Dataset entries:
━━━━

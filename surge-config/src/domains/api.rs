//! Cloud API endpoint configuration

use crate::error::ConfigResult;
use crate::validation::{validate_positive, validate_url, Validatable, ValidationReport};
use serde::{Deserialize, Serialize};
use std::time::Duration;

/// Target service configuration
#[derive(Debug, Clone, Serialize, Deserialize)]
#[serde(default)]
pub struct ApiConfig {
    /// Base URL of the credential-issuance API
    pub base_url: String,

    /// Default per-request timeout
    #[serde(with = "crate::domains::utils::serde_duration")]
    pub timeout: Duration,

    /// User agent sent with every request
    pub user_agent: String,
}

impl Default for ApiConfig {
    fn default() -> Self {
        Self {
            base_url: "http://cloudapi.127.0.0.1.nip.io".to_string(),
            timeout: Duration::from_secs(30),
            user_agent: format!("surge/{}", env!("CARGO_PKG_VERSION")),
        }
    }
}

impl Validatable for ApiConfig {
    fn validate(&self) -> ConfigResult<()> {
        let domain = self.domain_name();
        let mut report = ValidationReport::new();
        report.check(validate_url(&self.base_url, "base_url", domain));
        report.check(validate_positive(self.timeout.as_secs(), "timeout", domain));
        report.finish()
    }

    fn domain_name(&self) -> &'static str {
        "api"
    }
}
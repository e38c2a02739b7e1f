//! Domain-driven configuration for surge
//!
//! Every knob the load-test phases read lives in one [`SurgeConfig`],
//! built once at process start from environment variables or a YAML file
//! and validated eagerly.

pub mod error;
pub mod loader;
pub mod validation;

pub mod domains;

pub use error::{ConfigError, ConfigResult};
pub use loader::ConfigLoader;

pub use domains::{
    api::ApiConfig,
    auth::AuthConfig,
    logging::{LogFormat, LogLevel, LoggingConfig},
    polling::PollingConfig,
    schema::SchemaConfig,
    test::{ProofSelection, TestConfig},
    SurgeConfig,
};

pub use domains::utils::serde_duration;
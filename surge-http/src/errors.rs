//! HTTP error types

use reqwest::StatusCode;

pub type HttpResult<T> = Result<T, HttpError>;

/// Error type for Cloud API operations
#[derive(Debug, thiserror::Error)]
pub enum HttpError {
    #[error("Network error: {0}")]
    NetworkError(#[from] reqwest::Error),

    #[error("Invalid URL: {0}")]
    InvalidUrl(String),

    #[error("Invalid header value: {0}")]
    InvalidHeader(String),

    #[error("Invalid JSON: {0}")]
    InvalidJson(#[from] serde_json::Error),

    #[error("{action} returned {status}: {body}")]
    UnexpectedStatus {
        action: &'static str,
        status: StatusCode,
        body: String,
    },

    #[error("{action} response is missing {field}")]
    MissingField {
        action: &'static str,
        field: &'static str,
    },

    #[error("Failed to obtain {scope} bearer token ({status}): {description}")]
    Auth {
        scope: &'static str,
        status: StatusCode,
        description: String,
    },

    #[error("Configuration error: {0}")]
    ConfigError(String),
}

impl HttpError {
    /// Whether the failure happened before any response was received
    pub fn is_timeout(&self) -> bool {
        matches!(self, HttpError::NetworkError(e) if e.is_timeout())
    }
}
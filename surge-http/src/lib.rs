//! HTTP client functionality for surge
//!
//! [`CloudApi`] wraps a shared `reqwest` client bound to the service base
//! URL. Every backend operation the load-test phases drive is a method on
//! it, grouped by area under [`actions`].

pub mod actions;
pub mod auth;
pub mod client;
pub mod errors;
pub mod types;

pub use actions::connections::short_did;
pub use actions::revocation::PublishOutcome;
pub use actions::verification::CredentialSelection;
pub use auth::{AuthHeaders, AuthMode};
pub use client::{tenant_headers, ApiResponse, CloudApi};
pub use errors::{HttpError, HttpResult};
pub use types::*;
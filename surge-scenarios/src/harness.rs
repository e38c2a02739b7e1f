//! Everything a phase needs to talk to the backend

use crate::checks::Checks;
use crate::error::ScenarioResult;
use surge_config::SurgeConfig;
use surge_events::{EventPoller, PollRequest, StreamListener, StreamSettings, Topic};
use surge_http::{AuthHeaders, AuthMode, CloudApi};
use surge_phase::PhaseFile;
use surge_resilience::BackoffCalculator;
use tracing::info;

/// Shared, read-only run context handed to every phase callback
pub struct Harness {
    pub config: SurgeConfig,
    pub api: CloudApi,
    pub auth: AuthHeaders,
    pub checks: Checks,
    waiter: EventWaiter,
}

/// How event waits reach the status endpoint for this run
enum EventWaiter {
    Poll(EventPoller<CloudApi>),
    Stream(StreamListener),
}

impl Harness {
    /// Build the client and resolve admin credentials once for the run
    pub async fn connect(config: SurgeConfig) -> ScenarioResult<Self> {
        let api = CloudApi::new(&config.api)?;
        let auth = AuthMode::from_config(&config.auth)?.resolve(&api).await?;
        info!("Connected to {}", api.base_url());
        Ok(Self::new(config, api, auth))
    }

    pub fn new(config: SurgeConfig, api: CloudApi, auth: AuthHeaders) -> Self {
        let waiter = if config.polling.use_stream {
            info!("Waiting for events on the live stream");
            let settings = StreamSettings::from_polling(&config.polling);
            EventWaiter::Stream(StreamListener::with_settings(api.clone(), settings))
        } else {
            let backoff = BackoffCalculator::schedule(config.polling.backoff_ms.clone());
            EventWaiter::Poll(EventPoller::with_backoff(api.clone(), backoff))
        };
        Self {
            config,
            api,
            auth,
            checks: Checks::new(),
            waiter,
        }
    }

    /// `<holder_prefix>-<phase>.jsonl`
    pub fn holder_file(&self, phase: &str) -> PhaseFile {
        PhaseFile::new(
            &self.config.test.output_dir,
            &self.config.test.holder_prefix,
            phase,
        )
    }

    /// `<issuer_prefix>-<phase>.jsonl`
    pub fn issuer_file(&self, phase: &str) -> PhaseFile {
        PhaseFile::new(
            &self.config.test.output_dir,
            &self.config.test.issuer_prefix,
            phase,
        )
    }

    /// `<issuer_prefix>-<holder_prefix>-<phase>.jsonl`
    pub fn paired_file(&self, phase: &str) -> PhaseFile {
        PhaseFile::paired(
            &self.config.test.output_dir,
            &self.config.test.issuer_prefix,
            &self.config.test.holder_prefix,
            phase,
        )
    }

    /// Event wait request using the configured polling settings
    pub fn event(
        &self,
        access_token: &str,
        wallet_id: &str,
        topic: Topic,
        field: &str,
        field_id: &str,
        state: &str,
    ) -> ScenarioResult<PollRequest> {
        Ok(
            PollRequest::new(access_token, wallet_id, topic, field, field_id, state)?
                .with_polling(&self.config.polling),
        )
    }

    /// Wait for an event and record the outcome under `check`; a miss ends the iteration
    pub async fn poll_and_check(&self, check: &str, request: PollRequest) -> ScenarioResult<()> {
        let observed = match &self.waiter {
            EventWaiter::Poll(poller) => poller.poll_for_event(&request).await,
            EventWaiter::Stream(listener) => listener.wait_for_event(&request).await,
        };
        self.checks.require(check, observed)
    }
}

━━━━

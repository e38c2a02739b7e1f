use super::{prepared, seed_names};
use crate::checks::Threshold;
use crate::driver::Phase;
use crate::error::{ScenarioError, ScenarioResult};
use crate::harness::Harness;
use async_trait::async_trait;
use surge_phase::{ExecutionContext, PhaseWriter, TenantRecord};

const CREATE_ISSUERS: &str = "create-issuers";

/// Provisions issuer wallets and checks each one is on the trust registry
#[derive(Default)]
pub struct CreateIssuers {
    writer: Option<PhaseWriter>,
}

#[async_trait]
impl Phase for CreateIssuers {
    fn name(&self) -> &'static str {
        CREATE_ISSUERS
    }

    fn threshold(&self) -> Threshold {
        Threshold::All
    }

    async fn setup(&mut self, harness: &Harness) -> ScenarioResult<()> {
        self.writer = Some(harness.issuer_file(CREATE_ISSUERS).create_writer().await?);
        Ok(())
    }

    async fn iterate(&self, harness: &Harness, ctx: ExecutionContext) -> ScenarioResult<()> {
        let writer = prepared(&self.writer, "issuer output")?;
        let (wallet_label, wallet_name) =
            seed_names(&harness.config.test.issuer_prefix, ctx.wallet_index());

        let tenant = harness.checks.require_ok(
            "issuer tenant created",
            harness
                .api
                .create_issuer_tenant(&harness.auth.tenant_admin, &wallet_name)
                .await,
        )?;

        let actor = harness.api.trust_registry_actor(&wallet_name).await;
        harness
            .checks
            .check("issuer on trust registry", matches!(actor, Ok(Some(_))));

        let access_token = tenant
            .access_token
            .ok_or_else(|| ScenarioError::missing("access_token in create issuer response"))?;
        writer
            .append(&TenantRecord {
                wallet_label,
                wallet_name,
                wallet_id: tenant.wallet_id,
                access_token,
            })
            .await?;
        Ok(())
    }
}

━━━━

Would you copy out each line of the records above where the word "CreateIssuers" occurs?

-- Exercise response --
pub struct CreateIssuers {
impl Phase for CreateIssuers {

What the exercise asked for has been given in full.